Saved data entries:
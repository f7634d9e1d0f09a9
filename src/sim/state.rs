//! Game state and core simulation types
//!
//! Everything the update and render routines touch lives in one owned
//! `GameState`; there is no module-level mutable state.

use glam::Vec2;
use rand::{Rng, SeedableRng};
use rand_pcg::Pcg32;

use crate::consts::*;
use crate::settings::{MovementMode, Settings};
use crate::world_center;

/// Top-level game flow
#[derive(Debug, Clone, Copy, PartialEq, Eq)]
pub enum GamePhase {
    /// Start screen shown, nothing simulates
    Start,
    /// Round in progress
    Play,
    /// Round over (score panel, proposal, celebration)
    End,
}

/// Why a round ended
#[derive(Debug, Clone, Copy, PartialEq, Eq)]
pub enum EndReason {
    TimeUp,
    AllHearts,
}

/// Facing direction of the player sprite
#[derive(Debug, Clone, Copy, PartialEq, Eq, Default)]
pub enum Facing {
    Up,
    #[default]
    Down,
    Left,
    Right,
}

/// The player character
#[derive(Debug, Clone, PartialEq)]
pub struct Player {
    pub pos: Vec2,
    pub size: f32,
    /// Displacement per tick at full input
    pub speed: f32,
    pub facing: Facing,
    pub moving: bool,
    /// Animation phase driving bob and sway
    pub bob: f32,
}

impl Default for Player {
    fn default() -> Self {
        Self {
            pos: world_center(),
            size: PLAYER_SIZE,
            speed: PLAYER_SPEED,
            facing: Facing::Down,
            moving: false,
            bob: 0.0,
        }
    }
}

impl Player {
    /// Bob offset and sway for the current animation phase
    pub fn bob_and_sway(&self) -> (f32, f32) {
        let amplitude = if self.moving { 3.0 } else { 1.5 };
        let bob = self.bob.sin() * amplitude;
        let sway = if self.moving {
            (self.bob * 0.5).sin() * 2.0
        } else {
            0.0
        };
        (bob, sway)
    }
}

/// A collectible heart. Collected hearts stay in the list so iteration
/// order never changes during a round.
#[derive(Debug, Clone, PartialEq)]
pub struct Heart {
    pub pos: Vec2,
    pub pulse: f32,
    pub collected: bool,
}

/// A burst particle
#[derive(Debug, Clone, PartialEq)]
pub struct Particle {
    pub pos: Vec2,
    pub vel: Vec2,
    /// 0-1, decreases over time
    pub life: f32,
    pub size: f32,
}

/// An ambient heart rising from below the screen
#[derive(Debug, Clone, PartialEq)]
pub struct FloatingHeart {
    pub pos: Vec2,
    /// Vertical velocity per tick (negative = up)
    pub vy: f32,
    /// Horizontal drift per tick
    pub drift: f32,
    /// Opacity, decreases over time
    pub alpha: f32,
    pub size: f32,
}

/// Timed celebration overlay
#[derive(Debug, Clone, Copy, PartialEq, Default)]
pub struct Celebration {
    pub active: bool,
    pub elapsed_ms: f32,
}

/// Text shown on the end panel
#[derive(Debug, Clone, Copy, PartialEq, Eq, Default)]
pub enum EndMessage {
    /// The page's own proposal text
    #[default]
    Proposal,
    Celebration,
}

impl EndMessage {
    /// Text to show, given the page's own proposal text
    pub fn text<'a>(&self, proposal: &'a str) -> &'a str {
        match self {
            EndMessage::Proposal => proposal,
            EndMessage::Celebration => "Yay! 💖",
        }
    }
}

/// Visibility of screen panels and buttons, mirrored onto the DOM
#[derive(Debug, Clone, Copy, PartialEq, Eq)]
pub struct Overlay {
    pub start_visible: bool,
    pub end_visible: bool,
    pub minimize_visible: bool,
    pub restore_visible: bool,
    pub message: EndMessage,
}

impl Default for Overlay {
    fn default() -> Self {
        Self {
            start_visible: true,
            end_visible: false,
            minimize_visible: false,
            restore_visible: false,
            message: EndMessage::Proposal,
        }
    }
}

/// Complete game session
#[derive(Debug, Clone)]
pub struct GameState {
    /// Run seed for reproducibility
    pub seed: u64,
    rng: Pcg32,
    pub phase: GamePhase,
    /// Seconds remaining (may go negative on the final tick)
    pub timer: f32,
    pub score: u32,
    pub hearts_collected: u32,
    pub hearts_needed: u32,
    /// Freezes simulation but never rendering
    pub paused: bool,
    pub celebration: Celebration,
    pub overlay: Overlay,
    pub end_reason: Option<EndReason>,
    pub player: Player,
    pub hearts: Vec<Heart>,
    pub particles: Vec<Particle>,
    pub floating_hearts: Vec<FloatingHeart>,
    pub movement: MovementMode,
    pub max_particles: usize,
    pub max_floating_hearts: usize,
}

impl GameState {
    /// Create a new session with default settings
    pub fn new(seed: u64) -> Self {
        Self::with_settings(seed, &Settings::default())
    }

    /// Create a new session; hearts are spawned immediately
    pub fn with_settings(seed: u64, settings: &Settings) -> Self {
        let mut state = Self {
            seed,
            rng: Pcg32::seed_from_u64(seed),
            phase: GamePhase::Start,
            timer: ROUND_SECONDS,
            score: 0,
            hearts_collected: 0,
            hearts_needed: HEARTS_NEEDED,
            paused: false,
            celebration: Celebration::default(),
            overlay: Overlay::default(),
            end_reason: None,
            player: Player::default(),
            hearts: Vec::new(),
            particles: Vec::new(),
            floating_hearts: Vec::new(),
            movement: settings.movement,
            max_particles: settings.max_particles(),
            max_floating_hearts: settings.max_floating_hearts(),
        };
        state.spawn_hearts();
        state
    }

    /// Session RNG (all gameplay randomness goes through here)
    pub fn rng(&mut self) -> &mut Pcg32 {
        &mut self.rng
    }

    /// Seconds shown in the HUD
    pub fn display_time(&self) -> u32 {
        self.timer.ceil().max(0.0) as u32
    }

    /// Scatter a fresh batch of collectible hearts
    pub fn spawn_hearts(&mut self) {
        self.hearts.clear();
        for _ in 0..self.hearts_needed {
            let x = self.rng.random_range(80.0..WORLD_WIDTH - 80.0);
            let y = self.rng.random_range(90.0..WORLD_HEIGHT - 70.0);
            let pulse = self.rng.random_range(0.0..std::f32::consts::TAU);
            self.hearts.push(Heart {
                pos: Vec2::new(x, y),
                pulse,
                collected: false,
            });
        }
    }

    /// Radial burst of particles centred on `at`
    pub fn spawn_burst(&mut self, at: Vec2) {
        for i in 0..BURST_PARTICLES {
            let angle = std::f32::consts::TAU * i as f32 / BURST_PARTICLES as f32;
            let speed: f32 = self.rng.random_range(1.2..2.8);
            let size: f32 = self.rng.random_range(3.0..6.0);
            self.particles.push(Particle {
                pos: at,
                vel: Vec2::new(angle.cos(), angle.sin()) * speed,
                life: 1.0,
                size,
            });
        }
        enforce_cap(&mut self.particles, self.max_particles);
    }

    /// One floating heart just below the bottom edge
    pub fn spawn_floating_heart(&mut self) {
        let heart = FloatingHeart {
            pos: Vec2::new(self.rng.random_range(0.0..WORLD_WIDTH), WORLD_HEIGHT + 20.0),
            vy: -0.5 - self.rng.random_range(0.0f32..0.8),
            drift: self.rng.random_range(-0.2..0.2),
            alpha: self.rng.random_range(0.6..1.0),
            size: self.rng.random_range(6.0..12.0),
        };
        self.floating_hearts.push(heart);
        enforce_cap(&mut self.floating_hearts, self.max_floating_hearts);
    }

    /// Number of hearts flagged collected
    pub fn collected_count(&self) -> usize {
        self.hearts.iter().filter(|h| h.collected).count()
    }
}

/// Drop the oldest entries beyond `cap`
fn enforce_cap<T>(items: &mut Vec<T>, cap: usize) {
    if items.len() > cap {
        let excess = items.len() - cap;
        items.drain(..excess);
        log::debug!("Effect cap reached, dropped {} oldest", excess);
    }
}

_Task_: Return all the lines shown above, precisely as they stand.

_Task result_:
repository f7634d9e1d0f09a9
filename src/sim/state.rs
//! Game state and core simulation types
//!
//! Everything the update and render routines touch lives in one owned
//! `GameState`; there is no module-level mutable state.

use glam::Vec2;
use rand::{Rng, SeedableRng};
use rand_pcg::Pcg32;

use crate::consts::*;
use crate::settings::{MovementMode, Settings};
use crate::world_center;

/// Top-level game flow
#[derive(Debug, Clone, Copy, PartialEq, Eq)]
pub enum GamePhase {
    /// Start screen shown, nothing simulates
    Start,
    /// Round in progress
    Play,
    /// Round over (score panel, proposal, celebration)
    End,
}

/// Why a round ended
#[derive(Debug, Clone, Copy, PartialEq, Eq)]
pub enum EndReason {
    TimeUp,
    AllHearts,
}

/// Facing direction of the player sprite
#[derive(Debug, Clone, Copy, PartialEq, Eq, Default)]
pub enum Facing {
    Up,
    #[default]
    Down,
    Left,
    Right,
}

/// The player character
#[derive(Debug, Clone, PartialEq)]
pub struct Player {
    pub pos: Vec2,
    pub size: f32,
    /// Displacement per tick at full input
    pub speed: f32,
    pub facing: Facing,
    pub moving: bool,
    /// Animation phase driving bob and sway
    pub bob: f32,
}

impl Default for Player {
    fn default() -> Self {
        Self {
            pos: world_center(),
            size: PLAYER_SIZE,
            speed: PLAYER_SPEED,
            facing: Facing::Down,
            moving: false,
            bob: 0.0,
        }
    }
}

impl Player {
    /// Bob offset and sway for the current animation phase
    pub fn bob_and_sway(&self) -> (f32, f32) {
        let amplitude = if self.moving { 3.0 } else { 1.5 };
        let bob = self.bob.sin() * amplitude;
        let sway = if self.moving {
            (self.bob * 0.5).sin() * 2.0
        } else {
            0.0
        };
        (bob, sway)
    }
}

/// A collectible heart. Collected hearts stay in the list so iteration
/// order never changes during a round.
#[derive(Debug, Clone, PartialEq)]
pub struct Heart {
    pub pos: Vec2,
    pub pulse: f32,
    pub collected: bool,
}

/// A burst particle
#[derive(Debug, Clone, PartialEq)]
pub struct Particle {
    pub pos: Vec2,
    pub vel: Vec2,
    /// 0-1, decreases over time
    pub life: f32,
    pub size: f32,
}

/// An ambient heart rising from below the screen
#[derive(Debug, Clone, PartialEq)]
pub struct FloatingHeart {
    pub pos: Vec2,
    /// Vertical velocity per tick (negative = up)
    pub vy: f32,
    /// Horizontal drift per tick
    pub drift: f32,
    /// Opacity, decreases over time
    pub alpha: f32,
    pub size: f32,
}

/// Timed celebration overlay
#[derive(Debug, Clone, Copy, PartialEq, Default)]
pub struct Celebration {
    pub active: bool,
    pub elapsed_ms: f32,
}

/// Text shown on the end panel
#[derive(Debug, Clone, Copy, PartialEq, Eq, Default)]
pub enum EndMessage {
    /// The page's own proposal text
    #[default]
    Proposal,
    Celebration,
}

impl EndMessage {
    /// Text to show, given the page's own proposal text
    pub fn text<'a>(&self, proposal: &'a str) -> &'a str {
        match self {
            EndMessage::Proposal => proposal,
            EndMessage::Celebration => "Yay! 💖",
        }
    }
}

/// Visibility of screen panels and buttons, mirrored onto the DOM
#[derive(Debug, Clone, Copy, PartialEq, Eq)]
pub struct Overlay {
    pub start_visible: bool,
    pub end_visible: bool,
    pub minimize_visible: bool,
    pub restore_visible: bool,
    pub message: EndMessage,
}

impl Default for Overlay {
    fn default() -> Self {
        Self {
            start_visible: true,
            end_visible: false,
            minimize_visible: false,
            restore_visible: false,
            message: EndMessage::Proposal,
        }
    }
}

/// Complete game session
#[derive(Debug, Clone)]
pub struct GameState {
    /// Run seed for reproducibility
    pub seed: u64,
    rng: Pcg32,
    pub phase: GamePhase,
    /// Seconds remaining (may go negative on the final tick)
    pub timer: f32,
    pub score: u32,
    pub hearts_collected: u32,
    pub hearts_needed: u32,
    /// Freezes simulation but never rendering
    pub paused: bool,
    pub celebration: Celebration,
    pub overlay: Overlay,
    pub end_reason: Option<EndReason>,
    pub player: Player,
    pub hearts: Vec<Heart>,
    pub particles: Vec<Particle>,
    pub floating_hearts: Vec<FloatingHeart>,
    pub movement: MovementMode,
    pub max_particles: usize,
    pub max_floating_hearts: usize,
}

impl GameState {
    /// Create a new session with default settings
    pub fn new(seed: u64) -> Self {
        Self::with_settings(seed, &Settings::default())
    }

    /// Create a new session; hearts are spawned immediately
    pub fn with_settings(seed: u64, settings: &Settings) -> Self {
        let mut state = Self {
            seed,
            rng: Pcg32::seed_from_u64(seed),
            phase: GamePhase::Start,
            timer: ROUND_SECONDS,
            score: 0,
            hearts_collected: 0,
            hearts_needed: HEARTS_NEEDED,
            paused: false,
            celebration: Celebration::default(),
            overlay: Overlay::default(),
            end_reason: None,
            player: Player::default(),
            hearts: Vec::new(),
            particles: Vec::new(),
            floating_hearts: Vec::new(),
            movement: settings.movement,
            max_particles: settings.max_particles(),
            max_floating_hearts: settings.max_floating_hearts(),
        };
        state.spawn_hearts();
        state
    }

    /// Session RNG (all gameplay randomness goes through here)
    pub fn rng(&mut self) -> &mut Pcg32 {
        &mut self.rng
    }

    /// Seconds shown in the HUD
    pub fn display_time(&self) -> u32 {
        self.timer.ceil().max(0.0) as u32
    }

    /// Scatter a fresh batch of collectible hearts
    pub fn spawn_hearts(&mut self) {
        self.hearts.clear();
        for _ in 0..self.hearts_needed {
            let x = self.rng.random_range(80.0..WORLD_WIDTH - 80.0);
            let y = self.rng.random_range(90.0..WORLD_HEIGHT - 70.0);
            let pulse = self.rng.random_range(0.0..std::f32::consts::TAU);
            self.hearts.push(Heart {
                pos: Vec2::new(x, y),
                pulse,
                collected: false,
            });
        }
    }

    /// Radial burst of particles centred on `at`
    pub fn spawn_burst(&mut self, at: Vec2) {
        for i in 0..BURST_PARTICLES {
            let angle = std::f32::consts::TAU * i as f32 / BURST_PARTICLES as f32;
            let speed: f32 = self.rng.random_range(1.2..2.8);
            let size: f32 = self.rng.random_range(3.0..6.0);
            self.particles.push(Particle {
                pos: at,
                vel: Vec2::new(angle.cos(), angle.sin()) * speed,
                life: 1.0,
                size,
            });
        }
        enforce_cap(&mut self.particles, self.max_particles);
    }

    /// One floating heart just below the bottom edge
    pub fn spawn_floating_heart(&mut self) {
        let heart = FloatingHeart {
            pos: Vec2::new(self.rng.random_range(0.0..WORLD_WIDTH), WORLD_HEIGHT + 20.0),
            vy: -0.5 - self.rng.random_range(0.0f32..0.8),
            drift: self.rng.random_range(-0.2..0.2),
            alpha: self.rng.random_range(0.6..1.0),
            size: self.rng.random_range(6.0..12.0),
        };
        self.floating_hearts.push(heart);
        enforce_cap(&mut self.floating_hearts, self.max_floating_hearts);
    }

    /// Number of hearts flagged collected
    pub fn collected_count(&self) -> usize {
        self.hearts.iter().filter(|h| h.collected).count()
    }
}

/// Drop the oldest entries beyond `cap`
fn enforce_cap<T>(items: &mut Vec<T>, cap: usize) {
    if items.len() > cap {
        let excess = items.len() - cap;
        items.drain(..excess);
        log::debug!("Effect cap reached, dropped {} oldest", excess);
    }
}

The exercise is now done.